'Yeah, I think that's what he said.' He shook his hair back on his shoulders and flung another football at the tire. This time it caromed off the rim.
'He's the same guy who picked up Roseanne at the Dairy Queen, isn't he? The one you took her away from?'
'Maybe.'
'Something bothers me, Bunny. Roseanne slapped you the night she was attacked. I think it was for something you're really ashamed of, maybe something related to her death.'
'I guess I just ain't smart enough to figure all them things out, Mr Holland.'
'The Mexican kid called you a pimp?'
'If that's what somebody told you.'
'That's when you swung on him?'
'Wouldn't you?' He cocked his arm to throw another football, then dropped it back into the orange crate. 'I got to go to work. Anything else on your mind?'
'Yeah, what kind of game is Darl Vanzandt trying to run on Lucas Smothers?'
'What them two do ain't my business.'
'What is?'
'Sir?'
'Cleaning up after a moral retard for the Vanzandt family?'
'People don't talk to me like that.'
'I just did. Watch your back, Bunny. Before it's over, I think Darl will kick a two-by-four up your ass,' I said, and walked back to my car.

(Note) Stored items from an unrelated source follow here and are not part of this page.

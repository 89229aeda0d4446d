use chrono::Utc;
use sea_orm::sea_query::OnConflict;
use sea_orm::{ prelude::Decimal, ConnectionTrait, EntityTrait, Set };
use serde::{ Deserialize, Serialize };

use crate::db::entity::{ reward_config, RewardConfig };
use crate::error::Result;

/// Tunable reward amounts, stored as the singleton `reward_config` row.
#[derive(Debug, Clone, Copy, PartialEq, Serialize, Deserialize)]
#[serde(rename_all = "camelCase")]
pub struct RewardSettings {
    #[serde(with = "rust_decimal::serde::float")]
    pub ad_reward: Decimal,
    #[serde(with = "rust_decimal::serde::float")]
    pub daily_login_reward: Decimal,
    #[serde(with = "rust_decimal::serde::float")]
    pub referral_bonus: Decimal,
    #[serde(with = "rust_decimal::serde::float")]
    pub new_user_bonus: Decimal,
    #[serde(with = "rust_decimal::serde::float")]
    pub min_withdraw: Decimal,
}

impl RewardSettings {
    /// Values served when no row exists, also used to seed it.
    pub fn defaults() -> Self {
        Self {
            ad_reward: Decimal::new(10, 2),
            daily_login_reward: Decimal::new(50, 2),
            referral_bonus: Decimal::new(100, 2),
            new_user_bonus: Decimal::new(50, 2),
            min_withdraw: Decimal::new(500, 2),
        }
    }

    /// Bonuses paid at account creation. Nothing is paid out without a
    /// configured row.
    pub fn onboarding_bonuses(row: Option<&Self>) -> (Decimal, Decimal) {
        row.map(|s| (s.new_user_bonus, s.referral_bonus)).unwrap_or((Decimal::ZERO, Decimal::ZERO))
    }
}

pub struct RewardConfigRepository<'a, C> {
    conn: &'a C,
}

impl<'a, C: ConnectionTrait> RewardConfigRepository<'a, C> {
    pub fn new(conn: &'a C) -> Self {
        Self { conn }
    }

    pub async fn find(&self) -> Result<Option<RewardSettings>> {
        let row = RewardConfig::find_by_id(reward_config::SINGLETON_ID).one(self.conn).await?;
        Ok(row.map(RewardSettings::from))
    }

    fn active_model(settings: RewardSettings) -> reward_config::ActiveModel {
        reward_config::ActiveModel {
            id: Set(reward_config::SINGLETON_ID),
            ad_reward: Set(settings.ad_reward),
            daily_login_reward: Set(settings.daily_login_reward),
            referral_bonus: Set(settings.referral_bonus),
            new_user_bonus: Set(settings.new_user_bonus),
            min_withdraw: Set(settings.min_withdraw),
            updated_at: Set(Utc::now()),
        }
    }

    /// Seed the row if it is missing. Existing values are left alone.
    pub async fn insert_if_absent(&self, settings: RewardSettings) -> Result<bool> {
        let inserted = RewardConfig::insert(Self::active_model(settings))
            .on_conflict(OnConflict::column(reward_config::Column::Id).do_nothing().to_owned())
            .exec_without_returning(self.conn).await?;

        Ok(inserted > 0)
    }

    /// Replace every value, creating the row if needed.
    pub async fn upsert(&self, settings: RewardSettings) -> Result<()> {
        RewardConfig::insert(Self::active_model(settings))
            .on_conflict(
                OnConflict::column(reward_config::Column::Id)
                    .update_columns([
                        reward_config::Column::AdReward,
                        reward_config::Column::DailyLoginReward,
                        reward_config::Column::ReferralBonus,
                        reward_config::Column::NewUserBonus,
                        reward_config::Column::MinWithdraw,
                        reward_config::Column::UpdatedAt,
                    ])
                    .to_owned()
            )
            .exec_without_returning(self.conn).await?;

        Ok(())
    }
}

impl From<reward_config::Model> for RewardSettings {
    fn from(row: reward_config::Model) -> Self {
        Self {
            ad_reward: row.ad_reward,
            daily_login_reward: row.daily_login_reward,
            referral_bonus: row.referral_bonus,
            new_user_bonus: row.new_user_bonus,
            min_withdraw: row.min_withdraw,
        }
    }
}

I looked through the windshield at him before I backed out. His hands were propped on his hips, his mouth a tight seam, his disfigured profile pointed at the ground. Then he drove his cleated shoe into the slats of the orange crate and showered footballs over the yard.
* * *
chapter nineteen
Pete's mother waited tables in a diner out by the slaughterhouse. Sometimes the men she met in bars beat her up, stole her money, and got her fired from her jobs. Last year she was found wandering behind a motel in her slip and was put in a detox center for three days. After she got out, a choleric judge who reeked of cigars and self-righteousness lectured her in front of morning court and sentenced her to pick up trash on the highways for six weekends with a group of high school delinquents.

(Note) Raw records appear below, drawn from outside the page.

use axum::extract::State;
use axum::http::HeaderMap;
use axum::Json;
use rust_decimal::Decimal;
use serde::{ Deserialize, Serialize };

use crate::error::Result;
use crate::services::{ PendingWithdrawal, UserProfile, WithdrawalRecord };

use super::{ Acknowledged, AppJson, AppQuery, AppState, UserQuery };

#[derive(Deserialize)]
#[serde(rename_all = "camelCase")]
pub struct WithdrawRequest {
    #[serde(default)]
    pub user_id: String,
    #[serde(default, with = "rust_decimal::serde::float")]
    pub amount: Decimal,
    #[serde(default)]
    pub wallet: String,
}

#[derive(Serialize)]
#[serde(rename_all = "camelCase")]
pub struct WithdrawResponse {
    pub success: bool,
    pub req_id: String,
    pub user_data: UserProfile,
}

#[derive(Deserialize)]
#[serde(rename_all = "camelCase")]
pub struct ApproveRequest {
    #[serde(default)]
    pub user_id: String,
    #[serde(default)]
    pub req_id: String,
}

pub async fn request(
    State(state): State<AppState>,
    headers: HeaderMap,
    AppJson(request): AppJson<WithdrawRequest>
) -> Result<Json<WithdrawResponse>> {
    state.authorize(&headers, &request.user_id)?;

    let receipt = state.withdrawals.request(
        &request.user_id,
        request.amount,
        &request.wallet
    ).await?;

    Ok(
        Json(WithdrawResponse {
            success: true,
            req_id: receipt.req_id,
            user_data: receipt.user,
        })
    )
}

pub async fn approve(
    State(state): State<AppState>,
    headers: HeaderMap,
    AppJson(request): AppJson<ApproveRequest>
) -> Result<Json<Acknowledged>> {
    state.authorize_admin(&headers, &request.user_id)?;
    state.withdrawals.approve(&request.user_id, &request.req_id).await?;

    Ok(Json(Acknowledged::ok()))
}

pub async fn history(
    State(state): State<AppState>,
    AppQuery(query): AppQuery<UserQuery>
) -> Result<Json<Vec<WithdrawalRecord>>> {
    Ok(Json(state.withdrawals.history(&query.user_id).await?))
}

pub async fn pending(State(state): State<AppState>) -> Result<Json<Vec<PendingWithdrawal>>> {
    Ok(Json(state.withdrawals.pending().await?))
}

#[cfg(test)]
mod tests {
    use axum::http::StatusCode;
    use serde_json::json;

    use crate::api::router;
    use crate::api::test_support::*;

    async fn fund(app: &axum::Router, user_id: &str, reward: f64) {
        let (status, _) = send(
            app,
            post_json(
                "/api/tasks/complete-ad-task",
                json!({ "userId": user_id, "blockId": "seed", "reward": reward })
            )
        ).await;
        assert_eq!(status, StatusCode::OK);
    }

    #[tokio::test]
    async fn test_below_minimum_is_soft_rejection() {
        let app = router(test_state(false).await);
        create_user(&app, "40").await;

        let (status, body) = send(
            &app,
            post_json("/api/withdraw/request", json!({ "userId": "40", "amount": 3, "wallet": "w" }))
        ).await;

        assert_eq!(status, StatusCode::OK);
        assert_eq!(body, json!({ "success": false, "message": "Minimum withdrawal is 5" }));
    }

    #[tokio::test]
    async fn test_request_then_approve() {
        let app = router(test_state(false).await);
        create_user(&app, "40").await;
        fund(&app, "40", 9.5).await;

        let (status, body) = send(
            &app,
            post_json("/api/withdraw/request", json!({ "userId": "40", "amount": 6, "wallet": "UQ-wallet" }))
        ).await;
        assert_eq!(status, StatusCode::OK);
        assert_eq!(body["userData"]["balance"], json!(4.0));
        let req_id = body["reqId"].as_str().unwrap().to_string();

        let (_, pending) = send(&app, get("/api/withdraw/pending")).await;
        assert_eq!(pending[0]["reqId"], req_id.as_str());
        assert!(pending[0].get("processedBy").is_none());

        let (status, _) = send(
            &app,
            signed_as(post_json("/api/withdraw/approve", json!({ "userId": "40", "reqId": req_id })), "40")
        ).await;
        assert_eq!(status, StatusCode::FORBIDDEN);

        let (status, ack) = send(
            &app,
            signed_as(post_json("/api/withdraw/approve", json!({ "userId": "1", "reqId": req_id })), "1")
        ).await;
        assert_eq!(status, StatusCode::OK);
        assert_eq!(ack, json!({ "success": true }));

        let (_, history) = send(&app, get("/api/withdraw/history?userId=40")).await;
        assert_eq!(history[0]["status"], "approved");
        assert_eq!(history[0]["processedBy"], "1");
        assert_eq!(history[0]["amount"], json!(6.0));

        let (status, _) = send(
            &app,
            signed_as(post_json("/api/withdraw/approve", json!({ "userId": "1", "reqId": "req_unknown" })), "1")
        ).await;
        assert_eq!(status, StatusCode::NOT_FOUND);
    }

    #[tokio::test]
    async fn test_insufficient_balance_message() {
        let app = router(test_state(false).await);
        create_user(&app, "41").await;
        fund(&app, "41", 5.5).await;

        let (_, body) = send(
            &app,
            post_json("/api/withdraw/request", json!({ "userId": "41", "amount": 7, "wallet": "w" }))
        ).await;

        assert_eq!(body, json!({ "success": false, "message": "Insufficient balance" }));
    }
}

I sat in her living room and explained why Pete needed to stay at Temple Carrol's house for a while. She listened without expression, in her waitress uniform, her knees close together, her hands folded in her lap, as though I held some legitimate legal power over her life. There were circles under her eyes, and her hair was lank and colorless on each side of her narrow face.
'Cain't y'all just go arrest the guy wrote you that letter?' she asked.
'There weren't any fingerprints on it. We don't know who sent it.'
'The social worker wants him here when she makes her home call. Y'all ain't gonna keep him real long, are you? I cain't get in no more trouble with Social Services.'
Late Friday afternoon I looked down from my office window and saw Darl Vanzandt's cherry-red '32 Ford turn into the square. The roof was 'chopped'—vertical sections had been cut out of the body so that the top was lowered several inches and the windows looked like slits in a machine-gun bunker—and I had a hard time telling who sat in the passenger's seat, one gnarled arm hooked on the outside panel. Then the car turned out of the evening glare into the shade and I saw the profile of Garland T. Moon.
They parked off the square in front of the Mexican grocery and went inside. Then Moon came out alone, leaned against the car, and began eating ice cream with a plastic spoon from a paper cup.
I walked across the square through the shadows and stopped in front of him. He wore pleated, beltless khakis high up on his hips and a ribbed sleeveless undershirt that looked stitched to his skin.
'What are you doing with the kid?' I said.
He licked the ice cream off his spoon. A shaft of sunlight fell like a dagger across his face, and his receded eye watered in the glare.
'He likes Mexican girls. I introduced him to a lady friend of mine got a house across the border,' he said.